TASK TO CARRY OUT -> Look in the data below for the line that contains "the global default". Copy that line and the remaining lines exactly.

RECORDS SUPPLIED ->
BEGIN
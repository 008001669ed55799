use async_trait::async_trait;

use crate::commands::{
    get_service, CommandContext, CommandError, Response, SettingGroup, SettingHandler,
};
use crate::constants::BOT_SETTINGS_TITLE;
use crate::service::setting::SettingService;
use crate::service::Services;
use crate::util::escape_backticks;

const PREFIX_TITLE: &str = "Bot Settings - Command Prefix";

pub fn bot_settings() -> SettingGroup {
    SettingGroup::new(
        "bot",
        BOT_SETTINGS_TITLE,
        "Manages how the bot behaves in this server.",
    )
    .handler(
        &["prefix"],
        "Displays or sets the command prefix",
        "this/text",
        PrefixHandler,
    )
}

pub struct PrefixHandler;

#[async_trait]
impl SettingHandler for PrefixHandler {
    fn title(&self) -> &'static str {
        PREFIX_TITLE
    }

    async fn handle(
        &self,
        args: &[&str],
        context: &CommandContext,
        services: &Services,
    ) -> Result<Response, CommandError> {
        let setting_service = get_service::<SettingService>(services)?;

        let new_prefix = match args.first() {
            Some(prefix) => *prefix,
            None => {
                let prefix = setting_service.prefix(&context.guild_id).await;
                return Ok(Response::success(
                    PREFIX_TITLE,
                    format!("Current command prefix:\n\n{}", prefix),
                ));
            }
        };

        // an empty override follows the global default
        let prefix_override = if new_prefix == setting_service.default_prefix {
            String::new()
        } else {
            new_prefix.to_string()
        };

        setting_service
            .update_setting(&context.guild_id, |setting| {
                setting.bot_prefix = prefix_override
            })
            .await?;

        Ok(Response::success(
            PREFIX_TITLE,
            format!(
                "Successfully set the command prefix to ``{}``.",
                escape_backticks(new_prefix)
            ),
        ))
    }
}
END
RESULT OF THE EXERCISE ->
        // an empty override follows the global default
        let prefix_override = if new_prefix == setting_service.default_prefix {
            String::new()
        } else {
            new_prefix.to_string()
        };

        setting_service
            .update_setting(&context.guild_id, |setting| {
                setting.bot_prefix = prefix_override
            })
            .await?;

        Ok(Response::success(
            PREFIX_TITLE,
            format!(
                "Successfully set the command prefix to ``{}``.",
                escape_backticks(new_prefix)
            ),
        ))
    }
}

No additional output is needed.